BEGIN EXTRACTED ENTRIES
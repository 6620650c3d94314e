use async_trait::async_trait;
use tokio::sync::Mutex;

#[derive(Debug, Clone, PartialEq)]
pub struct MailMessage {
    pub to: String,
    pub subject: String,
    pub link: String,
}

#[async_trait]
pub trait Mailer: Send + Sync {
    async fn send(&self, message: MailMessage) -> Result<(), String>;
}

/// Writes outgoing mail to the log. Good enough for a self-hosted instance
/// where the operator relays links by hand.
pub struct LogMailer;

#[async_trait]
impl Mailer for LogMailer {
    async fn send(&self, message: MailMessage) -> Result<(), String> {
        tracing::info!(to = %message.to, subject = %message.subject, link = %message.link, "Outgoing mail");
        Ok(())
    }
}

/// Keeps every message in memory.
#[derive(Default)]
pub struct MemoryMailer {
    sent: Mutex<Vec<MailMessage>>,
}

impl MemoryMailer {
    pub fn new() -> Self {
        Self::default()
    }

    pub async fn messages(&self) -> Vec<MailMessage> {
        self.sent.lock().await.clone()
    }

    /// Most recent link mailed to `to`.
    pub async fn last_link_for(&self, to: &str) -> Option<String> {
        self.sent
            .lock()
            .await
            .iter()
            .rev()
            .find(|m| m.to == to)
            .map(|m| m.link.clone())
    }
}

#[async_trait]
impl Mailer for MemoryMailer {
    async fn send(&self, message: MailMessage) -> Result<(), String> {
        self.sent.lock().await.push(message);
        Ok(())
    }
}
use axum::extract::{Request, State};
use axum::http::{header, HeaderValue};
use axum::middleware::Next;
use axum::response::{IntoResponse, Redirect, Response};

use crate::auth::session::{expires_within, session_cookie};
use crate::extractors::cookie_value;
use crate::state::AppState;

/// Pages that need a signed-in visitor.
const PROTECTED: &[&str] = &["/profile", "/create", "/complete-account"];

/// Pages a signed-in visitor has no business seeing.
const GUEST_ONLY: &[&str] = &["/auth/login", "/auth/register"];

/// Sessions closer than this to expiry are extended on the next request.
const REFRESH_WINDOW_HOURS: i64 = 24;

/// Where to send a request for `path` instead of serving it, if anywhere.
pub fn decide(path: &str, has_session: bool) -> Option<&'static str> {
    if !has_session && PROTECTED.iter().any(|p| path.starts_with(p)) {
        return Some("/auth/login");
    }
    if has_session && GUEST_ONLY.iter().any(|p| path.starts_with(p)) {
        return Some("/");
    }
    None
}

pub async fn protect(State(state): State<AppState>, request: Request, next: Next) -> Response {
    let cookie_name = &state.config.auth.cookie_name;
    let session = match cookie_value(request.headers(), cookie_name) {
        Some(token) => state.auth.get_session(token).await.unwrap_or_else(|e| {
            tracing::error!("Session lookup failed: {}", e);
            None
        }),
        None => None,
    };
    // A recovery session only unlocks the password reset form
    let session = session.filter(|s| !s.recovery);

    if let Some(to) = decide(request.uri().path(), session.is_some()) {
        return Redirect::to(to).into_response();
    }

    let mut response = next.run(request).await;

    let Some(session) = session else {
        return response;
    };
    if !expires_within(&session.expires_at, REFRESH_WINDOW_HOURS) {
        return response;
    }
    match state.auth.refresh_session(&session.access_token).await {
        Ok(refreshed) => {
            let cookie = session_cookie(
                cookie_name,
                &refreshed.access_token,
                state.config.auth.session_hours,
            );
            if let Ok(value) = HeaderValue::from_str(&cookie) {
                response.headers_mut().append(header::SET_COOKIE, value);
            }
        }
        Err(e) => tracing::debug!("Session not refreshed: {}", e),
    }
    response
}
use std::iter::Peekable;
use std::str::Chars;

#[derive(Debug, Clone, PartialEq)]
pub enum Token {
    Ident(String),
    Str(String),
    /// Integer or decimal literal, kept as written.
    Num(String),
    /// Compact cardinality: `01`, `11`, `0N`, `1N`.
    Card(String),

    Colon,   // :
    Comma,   // ,
    LParen,  // (
    RParen,  // )
    Newline, // \n

    Eof,
}

/// A token and the 1-based line it starts on.
#[derive(Debug, Clone, PartialEq)]
pub struct Spanned {
    pub token: Token,
    pub line: usize,
}

#[derive(Debug, thiserror::Error)]
pub enum LexError {
    #[error("line {line}: unexpected character {ch:?}")]
    UnexpectedChar { ch: char, line: usize },
    #[error("line {line}: unterminated string")]
    UnterminatedString { line: usize },
    #[error("line {line}: invalid number {text:?}")]
    InvalidNumber { text: String, line: usize },
}

pub struct Lexer<'a> {
    chars: Peekable<Chars<'a>>,
    line: usize,
}

impl<'a> Lexer<'a> {
    pub fn new(input: &'a str) -> Self {
        Self {
            chars: input.chars().peekable(),
            line: 1,
        }
    }

    /// Skip blanks and `#` comments, stopping at newlines.
    fn skip_blanks_and_comments(&mut self) {
        loop {
            match self.chars.peek() {
                Some('\n') => break,
                Some(c) if c.is_whitespace() => {
                    self.chars.next();
                }
                Some('#') => {
                    while let Some(&c) = self.chars.peek() {
                        if c == '\n' {
                            break;
                        }
                        self.chars.next();
                    }
                }
                _ => break,
            }
        }
    }

    fn read_word(&mut self, first: char) -> String {
        let mut s = String::from(first);
        while let Some(&c) = self.chars.peek() {
            if c.is_alphanumeric() || c == '_' {
                s.push(c);
                self.chars.next();
            } else {
                break;
            }
        }
        s
    }

    fn read_string(&mut self, quote: char) -> Result<String, LexError> {
        let mut s = String::new();
        loop {
            match self.chars.next() {
                // A doubled quote stands for itself.
                Some(c) if c == quote => {
                    if self.chars.peek() == Some(&quote) {
                        self.chars.next();
                        s.push(quote);
                    } else {
                        return Ok(s);
                    }
                }
                Some('\n') | None => return Err(LexError::UnterminatedString { line: self.line }),
                Some(c) => s.push(c),
            }
        }
    }

    /// A word starting with a digit: a cardinality (`0N`) or a number
    /// (`100`, `-1`, `3.5`).
    fn read_numeric(&mut self, first: char, negative: bool) -> Result<Token, LexError> {
        let word = self.read_word(first);
        let is_card =
            word.len() == 2 && matches!(word.as_bytes(), [b'0' | b'1', b'1' | b'n' | b'N']);
        if is_card && !negative && self.chars.peek() != Some(&'.') {
            return Ok(Token::Card(word));
        }

        let mut text = if negative { format!("-{}", word) } else { word };
        if self.chars.peek() == Some(&'.') {
            self.chars.next();
            text.push('.');
            while let Some(&c) = self.chars.peek() {
                if c.is_ascii_digit() {
                    text.push(c);
                    self.chars.next();
                } else {
                    break;
                }
            }
        }

        let digits = text.trim_start_matches('-');
        if digits.chars().all(|c| c.is_ascii_digit() || c == '.') {
            Ok(Token::Num(text))
        } else {
            Err(LexError::InvalidNumber { text, line: self.line })
        }
    }

    pub fn next_token(&mut self) -> Result<Spanned, LexError> {
        self.skip_blanks_and_comments();
        let line = self.line;

        let c = match self.chars.next() {
            Some(c) => c,
            None => return Ok(Spanned { token: Token::Eof, line }),
        };

        let token = match c {
            '\n' => {
                self.line += 1;
                Token::Newline
            }
            ':' => Token::Colon,
            ',' => Token::Comma,
            '(' => Token::LParen,
            ')' => Token::RParen,
            '\'' | '"' => Token::Str(self.read_string(c)?),
            '-' => match self.chars.next() {
                Some(d) if d.is_ascii_digit() => self.read_numeric(d, true)?,
                _ => return Err(LexError::UnexpectedChar { ch: '-', line }),
            },
            c if c.is_ascii_digit() => self.read_numeric(c, false)?,
            c if c.is_alphabetic() || c == '_' => Token::Ident(self.read_word(c)),
            _ => return Err(LexError::UnexpectedChar { ch: c, line }),
        };

        Ok(Spanned { token, line })
    }

    pub fn tokenize(mut self) -> Result<Vec<Spanned>, LexError> {
        let mut tokens = Vec::new();
        loop {
            let spanned = self.next_token()?;
            let done = spanned.token == Token::Eof;
            tokens.push(spanned);
            if done {
                break;
            }
        }
        Ok(tokens)
    }
}
//! Logical schema to SQL DDL, per dialect.

mod dialect;
mod emitter;
mod names;
mod types;

pub use dialect::Dialect;
pub use emitter::{emit, SqlEmitter, SqlScript};
pub use types::{fallback_type, identity_type, map_declared_type, map_type, TypeParams, TypeSpec};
END EXTRACTED ENTRIES
EXERCISE INSTRUCTIONS
Return all lines of the material that have "crate" in them.

RESPONSE TO THIS TASK
use crate::auth::session::{expires_within, session_cookie};
use crate::extractors::cookie_value;
use crate::state::AppState;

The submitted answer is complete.